[DATA SECTION Boundary: Start]

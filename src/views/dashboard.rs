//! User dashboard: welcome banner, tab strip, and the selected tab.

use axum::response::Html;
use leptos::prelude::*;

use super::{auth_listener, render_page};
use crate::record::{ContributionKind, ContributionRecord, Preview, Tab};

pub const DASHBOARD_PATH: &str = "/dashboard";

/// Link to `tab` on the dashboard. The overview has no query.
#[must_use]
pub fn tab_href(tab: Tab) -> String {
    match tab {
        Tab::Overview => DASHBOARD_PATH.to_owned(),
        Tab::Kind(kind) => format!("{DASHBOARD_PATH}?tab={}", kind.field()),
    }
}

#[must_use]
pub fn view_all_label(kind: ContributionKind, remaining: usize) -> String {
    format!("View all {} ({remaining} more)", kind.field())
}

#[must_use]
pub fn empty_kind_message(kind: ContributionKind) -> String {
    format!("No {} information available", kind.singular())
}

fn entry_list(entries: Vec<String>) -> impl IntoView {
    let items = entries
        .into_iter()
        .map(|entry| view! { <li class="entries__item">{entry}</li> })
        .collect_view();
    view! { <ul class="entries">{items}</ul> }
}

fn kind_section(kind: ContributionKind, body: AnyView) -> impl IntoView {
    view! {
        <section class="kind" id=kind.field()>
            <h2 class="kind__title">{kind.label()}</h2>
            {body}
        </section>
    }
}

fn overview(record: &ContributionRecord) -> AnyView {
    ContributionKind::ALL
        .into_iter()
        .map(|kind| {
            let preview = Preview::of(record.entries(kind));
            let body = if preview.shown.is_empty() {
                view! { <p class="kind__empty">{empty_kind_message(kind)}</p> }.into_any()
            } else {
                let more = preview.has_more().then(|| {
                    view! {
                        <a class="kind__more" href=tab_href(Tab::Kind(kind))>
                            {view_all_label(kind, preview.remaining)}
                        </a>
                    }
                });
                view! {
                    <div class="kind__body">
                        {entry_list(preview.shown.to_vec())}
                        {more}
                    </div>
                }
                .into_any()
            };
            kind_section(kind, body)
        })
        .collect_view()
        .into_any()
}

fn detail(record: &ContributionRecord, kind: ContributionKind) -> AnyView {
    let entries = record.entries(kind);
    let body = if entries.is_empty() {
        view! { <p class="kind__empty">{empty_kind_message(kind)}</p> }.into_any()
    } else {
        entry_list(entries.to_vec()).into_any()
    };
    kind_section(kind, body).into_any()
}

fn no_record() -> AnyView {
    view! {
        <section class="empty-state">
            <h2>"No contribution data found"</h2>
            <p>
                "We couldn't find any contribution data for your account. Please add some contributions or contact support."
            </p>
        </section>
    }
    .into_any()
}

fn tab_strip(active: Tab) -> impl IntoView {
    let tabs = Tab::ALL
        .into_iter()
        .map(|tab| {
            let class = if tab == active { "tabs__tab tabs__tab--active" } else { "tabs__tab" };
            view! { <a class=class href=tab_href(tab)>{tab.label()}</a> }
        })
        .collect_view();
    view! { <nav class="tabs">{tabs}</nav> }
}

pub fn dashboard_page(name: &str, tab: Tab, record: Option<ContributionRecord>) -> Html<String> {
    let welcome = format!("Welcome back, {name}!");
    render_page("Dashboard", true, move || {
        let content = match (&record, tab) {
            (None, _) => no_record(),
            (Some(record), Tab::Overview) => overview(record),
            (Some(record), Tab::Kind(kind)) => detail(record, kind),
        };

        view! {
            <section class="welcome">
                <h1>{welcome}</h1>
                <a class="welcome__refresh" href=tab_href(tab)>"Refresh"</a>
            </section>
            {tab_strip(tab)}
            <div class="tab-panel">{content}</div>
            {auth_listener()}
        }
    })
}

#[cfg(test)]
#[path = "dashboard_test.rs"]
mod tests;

[DATA SECTION Boundary: End]

TASK GOAL: Please copy every line of the records above in which "active" appears.

EXERCISE RESULT:
fn tab_strip(active: Tab) -> impl IntoView {
            let class = if tab == active { "tabs__tab tabs__tab--active" } else { "tabs__tab" };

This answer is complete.